The city (both the city of calgary (taxes) and people of calgary (vibrancy and lower taxes)) both benefit from occupied space. If the conversions get more space occupied then great.

I remember seeing news of more companies (shell and another...) moving into the bow, class A space... That, along with what this person says, tells me if you operate an older building and want tenants you need to upgrade your space. Or the city gives you an option to convert it.

There is a third option other than upgrading or converting a space, taking it down. We're not there yet, and maybe we never will be. But I'm still curious which large property (Shell, Nexen, etc.) will either undergo a massive renovation or be taken down.
 
Developers know the market better than do politicians and planners. The City initiative to subsidize office to residential conversion has many unintended consequences, including incenting new office construction and competing with (and likely discouraging) non-subsidized residential construction in the same general area.
Any new office construction won't come about due to the loss of a few small class C buildings. Nobody knows for sure who the rumored tenant is for Stephen Ave Quarters, but it isn't anybody leaving one of the small office building slated for conversions. It'll be a larger anchor tenant already occupying Class A space that wants large contagious new space.
 
Any new office construction won't come about due to the loss of a few small class C buildings. Nobody knows for sure who the rumored tenant is for Stephen Ave Quarters, but it isn't anybody leaving one of the small office building slated for conversions.
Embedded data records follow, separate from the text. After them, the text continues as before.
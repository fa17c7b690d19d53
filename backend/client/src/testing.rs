//! Scripted backend for orchestrator tests.

use std::collections::{HashMap, VecDeque};
use std::sync::{Arc, Mutex};

use async_trait::async_trait;
use tokio::sync::Semaphore;

use explica_core::{
    AnalysisRequest, AnalysisResponse, ExplicaError, TranslationRequest, TranslationResponse,
};

use crate::backend::FunctionsBackend;

/// Answers analyses from a queue and translations as `[lang] text`.
///
/// A language can be gated: its translations block until `release` is called,
/// which lets a test hold one response while another completes.
#[derive(Default)]
pub struct ScriptedBackend {
    analyses: Mutex<VecDeque<Result<AnalysisResponse, ExplicaError>>>,
    translation_failures: Mutex<HashMap<String, ExplicaError>>,
    gates: Mutex<HashMap<String, Arc<Semaphore>>>,
    analysis_requests: Mutex<Vec<AnalysisRequest>>,
    translation_requests: Mutex<Vec<TranslationRequest>>,
}

impl ScriptedBackend {
    pub fn new() -> Arc<Self> {
        Arc::new(Self::default())
    }

    pub fn push_analysis(&self, analysis: &str) {
        self.analyses.lock().unwrap().push_back(Ok(AnalysisResponse {
            analysis: analysis.to_string(),
            quick_summary: String::new(),
        }));
    }

    pub fn push_analysis_error(&self, error: ExplicaError) {
        self.analyses.lock().unwrap().push_back(Err(error));
    }

    pub fn fail_translations(&self, language: &str, error: ExplicaError) {
        self.translation_failures
            .lock()
            .unwrap()
            .insert(language.to_string(), error);
    }

    pub fn hold(&self, language: &str) {
        self.gates
            .lock()
            .unwrap()
            .insert(language.to_string(), Arc::new(Semaphore::new(0)));
    }

    pub fn release(&self, language: &str) {
        if let Some(gate) = self.gates.lock().unwrap().get(language) {
            gate.add_permits(1);
        }
    }

    pub fn analysis_requests(&self) -> Vec<AnalysisRequest> {
        self.analysis_requests.lock().unwrap().clone()
    }

    pub fn translation_requests(&self) -> Vec<TranslationRequest> {
        self.translation_requests.lock().unwrap().clone()
    }

    pub fn translations_for(&self, language: &str) -> usize {
        self.translation_requests()
            .iter()
            .filter(|r| r.target_language == language)
            .count()
    }
}

#[async_trait]
impl FunctionsBackend for ScriptedBackend {
    async fn analyze(&self, request: AnalysisRequest) -> Result<AnalysisResponse, ExplicaError> {
        self.analysis_requests.lock().unwrap().push(request);
        self.analyses
            .lock()
            .unwrap()
            .pop_front()
            .unwrap_or_else(|| Err(ExplicaError::UpstreamFailure("no scripted analysis".into())))
    }

    async fn translate(
        &self,
        request: TranslationRequest,
    ) -> Result<TranslationResponse, ExplicaError> {
        self.translation_requests.lock().unwrap().push(request.clone());

        let gate = self
            .gates
            .lock()
            .unwrap()
            .get(&request.target_language)
            .cloned();
        if let Some(gate) = gate {
            let _permit = gate.acquire().await.unwrap();
        }

        if let Some(error) = self
            .translation_failures
            .lock()
            .unwrap()
            .get(&request.target_language)
        {
            return Err(error.clone());
        }
        Ok(TranslationResponse {
            translated_text: format!("[{}] {}", request.target_language, request.text),
        })
    }
}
It'll be a larger anchor tenant already occupying Class A space that wants large contagious new space.
The name I keep hearing for the rumour tenant is Suncor, and where there’s smoke there’s often fire.
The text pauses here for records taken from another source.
use thiserror::Error;

/// Error taxonomy shared by the gateway functions and the client orchestrator.
///
/// Every variant carries a fixed HTTP status and a user-facing message. Raw
/// upstream text is only ever kept for logging, never shown to the user.
#[derive(Debug, Clone, Error, PartialEq, Eq)]
pub enum ExplicaError {
    /// A required field was absent; the request never reaches the upstream.
    /// The payload is the user-facing explanation.
    #[error("missing input: {0}")]
    MissingInput(String),

    /// The request body exceeds the functions' size limit.
    #[error("payload too large")]
    PayloadTooLarge,

    #[error("rate limited by upstream")]
    RateLimited,

    #[error("upstream quota exhausted")]
    QuotaExhausted,

    /// Any other non-2xx or malformed upstream answer. The payload is the
    /// internal detail (status, body) for logs.
    #[error("upstream failure: {0}")]
    UpstreamFailure(String),

    /// A 2xx answer that does not follow the six-section format.
    #[error("response contract violated: {0}")]
    ContractViolation(String),

    /// A session action was invoked without the state it needs.
    #[error("session precondition failed: {0}")]
    SessionPrecondition(String),

    #[error("an analysis request is already pending")]
    Busy,

    #[error("configuration error: {0}")]
    Configuration(String),
}

impl ExplicaError {
    /// HTTP status used on the wire for this error.
    pub fn status_code(&self) -> u16 {
        match self {
            Self::MissingInput(_) => 400,
            Self::PayloadTooLarge => 413,
            Self::RateLimited => 429,
            Self::QuotaExhausted => 402,
            Self::SessionPrecondition(_) | Self::Busy => 409,
            Self::UpstreamFailure(_) | Self::ContractViolation(_) | Self::Configuration(_) => 500,
        }
    }

    /// Message safe to show to the end user.
    pub fn user_message(&self) -> String {
        match self {
            Self::MissingInput(msg) | Self::SessionPrecondition(msg) => msg.clone(),
            Self::PayloadTooLarge => {
                "A imagem é grande demais. Envie uma imagem menor.".into()
            }
            Self::RateLimited => {
                "Limite de requisições excedido. Tente novamente em alguns minutos.".into()
            }
            Self::QuotaExhausted => "Créditos insuficientes. Adicione créditos à sua conta.".into(),
            Self::UpstreamFailure(_) => "Erro ao processar a solicitação.".into(),
            Self::ContractViolation(_) => "Resumo rápido indisponível para esta análise.".into(),
            Self::Busy => "Aguarde a conclusão da análise em andamento.".into(),
            Self::Configuration(_) => "Configuração do servidor incompleta".into(),
        }
    }

    /// Classify a non-2xx answer from one of the backend functions.
    ///
    /// `message` is the `error` field of the response body, if any. It is
    /// only surfaced for 400, which our own functions produce.
    pub fn from_status(status: u16, message: Option<String>) -> Self {
        match status {
            400 => Self::MissingInput(
                message.unwrap_or_else(|| "Dados obrigatórios ausentes".to_string()),
            ),
            402 => Self::QuotaExhausted,
            413 => Self::PayloadTooLarge,
            429 => Self::RateLimited,
            other => Self::UpstreamFailure(format!(
                "HTTP {other}: {}",
                message.unwrap_or_default()
            )),
        }
    }

    /// Whether simply re-issuing the same request later may succeed.
    pub fn is_retryable(&self) -> bool {
        matches!(self, Self::RateLimited | Self::UpstreamFailure(_) | Self::Busy)
    }
}

#[cfg(test)]
mod tests {
    use super::*;

    #[test]
    fn classifies_gateway_statuses() {
        assert_eq!(ExplicaError::from_status(429, None), ExplicaError::RateLimited);
        assert_eq!(ExplicaError::from_status(402, Some("x".into())), ExplicaError::QuotaExhausted);
        assert_eq!(ExplicaError::from_status(413, None), ExplicaError::PayloadTooLarge);
        assert_eq!(
            ExplicaError::from_status(400, Some("Nenhuma imagem fornecida".into())),
            ExplicaError::MissingInput("Nenhuma imagem fornecida".into())
        );
        assert!(matches!(
            ExplicaError::from_status(503, Some("boom".into())),
            ExplicaError::UpstreamFailure(_)
        ));
    }

    #[test]
    fn upstream_detail_never_reaches_user() {
        let err = ExplicaError::UpstreamFailure("HTTP 500: secret stack trace".into());
        assert!(!err.user_message().contains("secret"));
        assert_eq!(err.status_code(), 500);
    }

    #[test]
    fn quota_is_not_retryable() {
        assert!(!ExplicaError::QuotaExhausted.is_retryable());
        assert!(ExplicaError::RateLimited.is_retryable());
    }
}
In regards to office conversions, I agree. Converting older, smaller buildings to residential it’s not going to create demand for new office space unless the vacancy rate becomes super low. The tenants in those older smaller buildings are a different type of tenant then you would see in the larger class A buildings.
 
The name I keep hearing for the rumour tenant is Suncor, and where there’s smoke there’s often fire.

In regards to office conversions, I agree. Converting older, smaller buildings to residential it’s not going to create demand for new office space unless the vacancy rate becomes super low. The tenants in those older smaller buildings are a different type of tenant then you would see in the larger class A buildings.
Heard it from way too many sources to not know it is Suncor. AA class buildings are still at ~15% vacancy and A class is 32-33%. Calgary doesn't need new office space for decades, if ever.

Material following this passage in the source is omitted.